* **PROBLEM**: Give back an exact copy of the lines below, from the first through the line with "const TITLE_FIELDS: &[&str]"; please stop there.

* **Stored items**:
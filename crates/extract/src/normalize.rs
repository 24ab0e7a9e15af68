//! Field-level normalization of list entries and detail records.

use std::collections::BTreeMap;

use serde_json::Value;
use tracing::instrument;

use crate::PLUGIN_ID;
use crate::envelope::{DetailEnvelope, ListEnvelope};
use crate::json::{as_int, as_number, first, first_text, names, strip_html, text, truthy, year_from_names};
use crate::models::{BriefItem, EpisodeItem, Kind, MovieRecord, NormalizedDetail, Server};

const SLUG_FIELDS: &[&str] = &["slug", "id", "movie.slug", "slug_name"];
const TITLE_FIELDS: &[&str] = &["name", "title", "origin_name", "original_name", "vn_name"];
const EPISODE_COUNT_FIELDS: &[&str] = &["total_episodes", "episode_total"];
const CATEGORY_FIELDS: &[&str] = &["category", "categories"];
const DESCRIPTION_FIELDS: &[&str] = &["description", "content"];

/// Normalizes a list payload in any supported [`ListEnvelope`].
///
/// Entries that are not objects, or that carry nothing usable as a slug, are
/// skipped: without a slug there is no identifier to hand back.
///
/// # Examples
///
/// ```rust
/// use nguonc_extract::normalize_list;
/// use serde_json::json;
///
/// let items = normalize_list(&json!({"data": {"items": [{"slug": "a", "name": "A"}]}}));
/// assert_eq!(items[0].id, "phim-nguonc:a");
/// assert!(normalize_list(&json!({"status": "error"})).is_empty());
/// ```
#[instrument(level = "trace", skip(json))]
pub fn normalize_list(json: &Value) -> Vec<BriefItem> {
    let Some((envelope, entries)) = ListEnvelope::detect(json) else {
        tracing::debug!("List payload matched no known envelope");
        return Vec::new();
    };
    tracing::trace!(?envelope, entries = entries.len(), "Detected list envelope");
    entries.iter().filter_map(normalize_brief).collect()
}

/// The first raw entry of a list payload, in any supported envelope.
pub fn first_list_entry(json: &Value) -> Option<&Value> {
    ListEnvelope::detect(json).and_then(|(_, entries)| entries.first())
}

/// Maps one raw list entry to a [`BriefItem`].
pub fn normalize_brief(raw: &Value) -> Option<BriefItem> {
    if !raw.is_object() {
        return None;
    }
    let slug = first_text(raw, SLUG_FIELDS)?;
    let categories = first(raw, CATEGORY_FIELDS);
    let genres = categories.map(|c| names(Some(c)));
    let poster = first_text(raw, &["poster_url", "thumb_url", "poster", "image"]).unwrap_or_default();
    Some(BriefItem {
        id: format!("{PLUGIN_ID}:{slug}"),
        plugin_id: PLUGIN_ID.to_string(),
        kind: kind(raw),
        title: first_text(raw, TITLE_FIELDS).unwrap_or_else(|| slug.clone()),
        year: year(raw, &["year", "publish_year"], genres.as_deref().unwrap_or_default()),
        backdrop: poster.clone(),
        poster,
        genres: genres.filter(|g| !g.is_empty()),
        rating: first(raw, &["tmdb.vote_average"]).and_then(Value::as_f64),
        description: description(raw),
        meta: meta(raw),
    })
}

fn kind(raw: &Value) -> Kind {
    match first(raw, EPISODE_COUNT_FIELDS).and_then(as_number) {
        Some(count) => Kind::from_episode_count(count),
        None => Kind::Movie,
    }
}

/// Explicit year fields win; otherwise the first year-looking category name.
fn year(raw: &Value, fields: &[&str], categories: &[String]) -> Option<i32> {
    first(raw, fields)
        .and_then(as_int)
        .and_then(|y| i32::try_from(y).ok())
        .or_else(|| year_from_names(categories))
}

fn description(raw: &Value) -> String {
    first_text(raw, DESCRIPTION_FIELDS).map(|d| strip_html(&d)).unwrap_or_default()
}

fn meta(raw: &Value) -> BTreeMap<String, Value> {
    [
        ("current_episode", &["current_episode", "episode_current"][..]),
        ("time", &["modified.time", "updated_at", "time"][..]),
        ("quality", &["quality"][..]),
        ("language", &["lang", "language"][..]),
    ]
    .into_iter()
    .filter_map(|(key, fields)| first(raw, fields).map(|v| (key.to_string(), v.clone())))
    .collect()
}

/// Normalizes a detail payload into a [`NormalizedDetail`].
///
/// `slug_hint` fills in the slug when the record itself does not carry one
/// (typical of lookups by id). Returns `None` when no movie record can be
/// located in any [`DetailEnvelope`].
#[instrument(level = "trace", skip(json))]
pub fn normalize_detail(json: &Value, slug_hint: Option<&str>) -> Option<NormalizedDetail> {
    let container = DetailEnvelope::container(json)?;
    let (envelope, record) = DetailEnvelope::detect(container)?;
    tracing::trace!(?envelope, "Located movie record");
    let categories = names(first(record, CATEGORY_FIELDS));
    let poster = first_text(record, &["poster_url", "thumb_url", "poster"]).unwrap_or_default();
    let movie = MovieRecord {
        slug: first_text(record, &["slug"]).or_else(|| slug_hint.map(str::to_string)),
        id: first_text(record, &["_id", "id"]),
        name: first_text(record, &["name", "title", "origin_name", "original_name"]),
        original_name: first_text(record, &["origin_name", "original_name", "name"]),
        description: description(record),
        total_episodes: first(record, EPISODE_COUNT_FIELDS)
            .and_then(as_int)
            .and_then(|n| u32::try_from(n).ok())
            .unwrap_or(1),
        thumb_url: poster.clone(),
        poster_url: poster,
        year: year(record, &["year", "release_year", "publish_year"], &categories),
        countries: names(first(record, &["country", "countries"])),
        categories,
    };
    Some(NormalizedDetail {
        movie,
        episodes: servers(container, record),
    })
}

/// The server list from the container, or failing that from the record.
///
/// Non-object servers and items are kept as empty placeholders so that
/// positional indices (`server=<n>`, episode position) stay aligned with
/// upstream.
fn servers(container: &Value, record: &Value) -> Vec<Server> {
    let episodes = [container.get("episodes"), record.get("episodes")].into_iter().flatten().find(|v| truthy(v));
    let Some(Value::Array(servers)) = episodes else {
        return Vec::new();
    };
    servers
        .iter()
        .map(|server| Server {
            name: first_text(server, &["server_name", "name"]),
            items: match server.get("items") {
                Some(Value::Array(items)) => items.iter().map(episode_item).collect(),
                _ => Vec::new(),
            },
        })
        .collect()
}

fn episode_item(raw: &Value) -> EpisodeItem {
    let url = |field: &str| raw.get(field).and_then(text).filter(|u| !u.trim().is_empty());
    EpisodeItem {
        name: raw.get("name").and_then(text),
        slug: raw.get("slug").and_then(text),
        m3u8: url("m3u8"),
        embed: url("embed"),
    }
}

/// Candidate slug for a raw search hit.
///
/// A namespaced id (`<ns>:<slug>`) yields the part after the namespace;
/// otherwise the hit's own `slug`, then its bare `id`.
pub fn search_hit_slug(raw: &Value) -> Option<String> {
    let id = first_text(raw, &["id"]);
    if let Some((_, slug)) = id.as_deref().and_then(|id| id.split_once(':'))
        && !slug.is_empty()
    {
        return Some(slug.to_string());
    }
    first_text(raw, &["slug"]).or(id)
}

* **RESPONSE**:
filename crates/extract/src/normalize.rs
repository 24ab0e7a9e15af68
//! Field-level normalization of list entries and detail records.

use std::collections::BTreeMap;

use serde_json::Value;
use tracing::instrument;

use crate::PLUGIN_ID;
use crate::envelope::{DetailEnvelope, ListEnvelope};
use crate::json::{as_int, as_number, first, first_text, names, strip_html, text, truthy, year_from_names};
use crate::models::{BriefItem, EpisodeItem, Kind, MovieRecord, NormalizedDetail, Server};

const SLUG_FIELDS: &[&str] = &["slug", "id", "movie.slug", "slug_name"];
const TITLE_FIELDS: &[&str] = &["name", "title", "origin_name", "original_name", "vn_name"];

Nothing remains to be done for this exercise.